Le spectacle créé en septembre dernier fêtait hier soir sa 150 ème, ce qui est du genre rare, à l’heure actuelle, que ce soit dans le théâtre privé ou public. Cela se passe au Théâtres Mathurins, celui des Pitoëff, où il y a encore dans le hall l’ affiche de la saison 1937, avec la création de Six personnages en quête d’auteur , et d’Hamlet… Les deux dernières de ces trois petites pièces de Grumberg avaient été créées à la Comédie-Française : Les Vacances , en 84 que jouent de nombreuses troupe d’amateurs et Rixe en 70, trois ans après son écriture. Henri,la cinquantaine est accueilli chaque soir par son épouse, quand il rentre, épuisé par les remarques de son collègue de bureau. Mais, de jour en jour, elle le voit changer…

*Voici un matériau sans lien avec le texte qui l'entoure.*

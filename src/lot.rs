// SPDX-License-Identifier: AGPL-3.0-or-later
//
// Copyright (C) 2025 Daniel Negri
//
// This program is free software: you can redistribute it and/or modify
// it under the terms of the GNU Affero General Public License as published by
// the Free Software Foundation, either version 3 of the License, or
// (at your option) any later version.
//
// This program is distributed in the hope that it will be useful,
// but WITHOUT ANY WARRANTY; without even the implied warranty of
// MERCHANTABILITY or FITNESS FOR A PARTICULAR PURPOSE. See the
// GNU Affero General Public License for more details.
//
// You should have received a copy of the GNU Affero General Public License
// along with this program. If not, see <https://www.gnu.org/licenses/>.

//! Acquisition lots and the lot-based average cost report.
//!
//! Unlike [`Account`](crate::Account), which keeps a running moving average,
//! this report averages a raw list of recorded lots.

use crate::account::MILES_PER_UNIT;
use crate::error::LedgerError;
use crate::rounding::RoundingConfig;
use rust_decimal::Decimal;
use serde::{Deserialize, Serialize};
use uuid::Uuid;

/// Scale of prices per thousand miles in lot reports.
const PRICE: RoundingConfig = RoundingConfig::DEFAULT;

/// Loyalty program a lot was recorded under.
#[derive(Debug, Clone, Copy, PartialEq, Eq, Hash, Serialize, Deserialize)]
#[serde(rename_all = "SCREAMING_SNAKE_CASE")]
pub enum ProgramKind {
    LatamPass,
    Smiles,
    AzulFidelidade,
    Livelo,
    Esfera,
    Other,
}

/// Miles acquired in one go, for a given value.
#[derive(Debug, Clone, PartialEq, Eq, Serialize, Deserialize)]
pub struct MilesLot {
    id: Option<Uuid>,
    program: ProgramKind,
    quantity: i64,
    value: Decimal,
}

impl MilesLot {
    /// Creates an unsaved lot (no ID).
    ///
    /// # Errors
    ///
    /// Returns [`LedgerError::InvalidArgument`] if `quantity` is not positive or
    /// `value` is negative.
    pub fn new(program: ProgramKind, quantity: i64, value: Decimal) -> Result<Self, LedgerError> {
        if quantity <= 0 {
            return Err(LedgerError::invalid("quantidade deve ser positiva"));
        }
        if value < Decimal::ZERO {
            return Err(LedgerError::invalid("valor nao pode ser negativo"));
        }
        Ok(Self {
            id: None,
            program,
            quantity,
            value,
        })
    }

    pub fn id(&self) -> Option<Uuid> {
        self.id
    }

    pub fn program(&self) -> ProgramKind {
        self.program
    }

    pub fn quantity(&self) -> i64 {
        self.quantity
    }

    pub fn value(&self) -> Decimal {
        self.value
    }

    /// `value / (quantity / 1000)`, 4 places half-up.
    ///
    /// # Errors
    ///
    /// Returns [`LedgerError::Overflow`] if the value is too large to scale.
    pub fn price_per_thousand(&self) -> Result<Decimal, LedgerError> {
        per_thousand(self.value, self.quantity)
    }

    pub fn with_id(&self, id: Uuid) -> Self {
        Self {
            id: Some(id),
            ..self.clone()
        }
    }

    pub fn with_quantity(&self, quantity: i64) -> Result<Self, LedgerError> {
        Self::new(self.program, quantity, self.value).map(|lot| Self { id: self.id, ..lot })
    }

    pub fn with_value(&self, value: Decimal) -> Result<Self, LedgerError> {
        Self::new(self.program, self.quantity, value).map(|lot| Self { id: self.id, ..lot })
    }
}

/// Sum of the quantities of `lots`.
///
/// # Errors
///
/// Returns [`LedgerError::Overflow`] if the sum does not fit in an `i64`.
pub fn total_quantity(lots: &[MilesLot]) -> Result<i64, LedgerError> {
    lots.iter().try_fold(0i64, |total, lot| {
        total.checked_add(lot.quantity).ok_or(LedgerError::Overflow)
    })
}

/// Average price per thousand miles across `lots`, 4 places half-up.
///
/// Returns zero for an empty list.
///
/// # Errors
///
/// Returns [`LedgerError::Overflow`] if the total quantity or value does not fit.
pub fn average_cost_per_thousand(lots: &[MilesLot]) -> Result<Decimal, LedgerError> {
    let quantity = total_quantity(lots)?;
    if quantity == 0 {
        return Ok(Decimal::ZERO);
    }
    let value = lots.iter().try_fold(Decimal::ZERO, |total, lot| {
        total.checked_add(lot.value).ok_or(LedgerError::Overflow)
    })?;
    per_thousand(value, quantity)
}

fn per_thousand(value: Decimal, quantity: i64) -> Result<Decimal, LedgerError> {
    value
        .checked_mul(MILES_PER_UNIT)
        .and_then(|scaled| scaled.checked_div(Decimal::from(quantity)))
        .map(|price| PRICE.round(price))
        .ok_or(LedgerError::Overflow)
}
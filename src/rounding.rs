// SPDX-License-Identifier: AGPL-3.0-or-later
//
// Copyright (C) 2025 Daniel Negri
//
// This program is free software: you can redistribute it and/or modify
// it under the terms of the GNU Affero General Public License as published by
// the Free Software Foundation, either version 3 of the License, or
// (at your option) any later version.
//
// This program is distributed in the hope that it will be useful,
// but WITHOUT ANY WARRANTY; without even the implied warranty of
// MERCHANTABILITY or FITNESS FOR A PARTICULAR PURPOSE. See the
// GNU Affero General Public License for more details.
//
// You should have received a copy of the GNU Affero General Public License
// along with this program. If not, see <https://www.gnu.org/licenses/>.

//! Rounding rules for monetary and average-cost figures.
//!
//! # Example
//!
//! ```
//! use milhas_ledger::{RoundingConfig, RoundingMode};
//! use rust_decimal_macros::dec;
//!
//! let config = RoundingConfig::new(2, RoundingMode::HalfUp).unwrap();
//! assert_eq!(config.round(dec!(10.125)), dec!(10.13));
//! ```

use crate::error::LedgerError;
use rust_decimal::{Decimal, RoundingStrategy};
use serde::{Deserialize, Serialize};

/// How a value is rounded when it has more decimal places than allowed.
#[derive(Debug, Clone, Copy, PartialEq, Eq, Hash, Serialize, Deserialize)]
#[serde(rename_all = "kebab-case")]
pub enum RoundingMode {
    /// Away from zero.
    Up,
    /// Towards zero.
    Down,
    /// Towards positive infinity.
    Ceiling,
    /// Towards negative infinity.
    Floor,
    /// Nearest neighbour, ties away from zero.
    HalfUp,
    /// Nearest neighbour, ties towards zero.
    HalfDown,
    /// Nearest neighbour, ties to the even neighbour (banker's rounding).
    HalfEven,
}

impl RoundingMode {
    fn strategy(self) -> RoundingStrategy {
        match self {
            Self::Up => RoundingStrategy::AwayFromZero,
            Self::Down => RoundingStrategy::ToZero,
            Self::Ceiling => RoundingStrategy::ToPositiveInfinity,
            Self::Floor => RoundingStrategy::ToNegativeInfinity,
            Self::HalfUp => RoundingStrategy::MidpointAwayFromZero,
            Self::HalfDown => RoundingStrategy::MidpointTowardZero,
            Self::HalfEven => RoundingStrategy::MidpointNearestEven,
        }
    }
}

/// Number of decimal places plus rounding mode.
///
/// Immutable; validated on construction so an out-of-range scale can never
/// reach the ledger arithmetic.
#[derive(Debug, Clone, Copy, PartialEq, Eq, Hash, Serialize, Deserialize)]
pub struct RoundingConfig {
    decimal_places: u32,
    mode: RoundingMode,
}

impl RoundingConfig {
    pub const MAX_DECIMAL_PLACES: u32 = 6;

    /// 4 decimal places, half-up.
    pub const DEFAULT: RoundingConfig = RoundingConfig {
        decimal_places: 4,
        mode: RoundingMode::HalfUp,
    };

    /// # Errors
    ///
    /// Returns [`LedgerError::InvalidArgument`] if `decimal_places` is above 6.
    pub fn new(decimal_places: u32, mode: RoundingMode) -> Result<Self, LedgerError> {
        if decimal_places > Self::MAX_DECIMAL_PLACES {
            return Err(LedgerError::invalid("casasDecimais deve estar entre 0 e 6"));
        }
        Ok(Self {
            decimal_places,
            mode,
        })
    }

    /// `decimal_places` places with half-up rounding.
    pub fn with_decimal_places(decimal_places: u32) -> Result<Self, LedgerError> {
        Self::new(decimal_places, RoundingMode::HalfUp)
    }

    pub fn decimal_places(&self) -> u32 {
        self.decimal_places
    }

    pub fn mode(&self) -> RoundingMode {
        self.mode
    }

    pub fn round(&self, value: Decimal) -> Decimal {
        value.round_dp_with_strategy(self.decimal_places, self.mode.strategy())
    }
}

impl Default for RoundingConfig {
    fn default() -> Self {
        Self::DEFAULT
    }
}

/// The two scales used by the cost-basis arithmetic.
///
/// `monetary` applies to cost basis, removed cost and profit; `average_cost`
/// applies to the cost per thousand miles.
#[derive(Debug, Clone, Copy, PartialEq, Eq, Serialize, Deserialize)]
pub struct CostRounding {
    pub monetary: RoundingConfig,
    pub average_cost: RoundingConfig,
}

impl CostRounding {
    /// 6 decimal places, half-up.
    pub const DEFAULT_AVERAGE_COST: RoundingConfig = RoundingConfig {
        decimal_places: 6,
        mode: RoundingMode::HalfUp,
    };

    pub const DEFAULT: CostRounding = CostRounding {
        monetary: RoundingConfig::DEFAULT,
        average_cost: Self::DEFAULT_AVERAGE_COST,
    };

    /// Uses `monetary` for amounts and the default average-cost scale.
    pub fn with_monetary(monetary: RoundingConfig) -> Self {
        Self {
            monetary,
            average_cost: Self::DEFAULT_AVERAGE_COST,
        }
    }
}

impl Default for CostRounding {
    fn default() -> Self {
        Self::DEFAULT
    }
}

Les Vacances raconte l’épopée d’une famille de Français dans un pays méditerranéen ensoleillé: Henri et Aimée Laurent, et leurs deux adolescents attendent dans un petit restaurant au bord d’une plage. Le père déverse des bordées d’injures xénophobes sur le pays,se plaint de tout: du climat trop chaud, de sa femme, de la nourriture immonde en général , et du restaurant en particulier, dont le patron, c’est sûr, va les rouler; quant à la mère- absolument idiote- elle se plaint aussi, et les deux garçons se font engueuler sans arrêt et copieusement par le père… ne comprend pas la modicité de l’addition et croit bon d’insulter en français le patron de l’auberge qui le saluera… en français. Michu est plus un sketch qui offre peu d’intérêt et Les Vacances un autre sketch un peu étiré qui mériterait d’être élagué, même s’il y a quelques bons moments où l’on rit devant ce torrent de bêtise.
De ces trois petites pièces, c’est Rixe qui est la plus drôle, la plus intéressante, et qui déjà au Panthéon des oeuvres théâtrales contemporaines: cela se passe toujours chez Henri et Aimée Laurent, dans leur appartement de la banlieue parisienne, où Henri raconte à Aimée un banal accrochage dont il a été l’auteur. Et c’est un déluge d’insultes racistes,de mauvaise foi totale, de chauvinisme approuvé par son épouse. Et Henri part en vrille, dans une parano soutenue à grands coup de verres de vin. Jusqu’au moment où croyant reconnaître le propriétaire arabe de la voiture qu’il a accroché et qui serait venu jusqu’au pied de son immeuble pour l’agresser, il prend un fusil et tire par le fenêtre…
Le texte est d’une virulence et d’une précision dans le dialogue qui nous étonne encore chez un auteur qui n’avait que 28 ans à l’époque. C’est solidement mis en scène par Daniel Colas, avec, en bonus, pendant les changements de décor et de costumes, quelques extraits d’actualité de cinéma de l’époque avec en vrac: de Gaulle , Pompidou, Brigitte Bardot à Cannes, la voix chaude de Barbara qui commençait à être bien connue, et celle de Dutronc qui chante: « Et moi, et moi », la première et immense catastrophe écologique avec le naufrage du Torrey Canyon, André Malraux, ministre de la Culture visitant l’exposition de Touthankamon: bref, c’était hier et autrefois, et pour beaucoup , le Moyen-Age ou presque…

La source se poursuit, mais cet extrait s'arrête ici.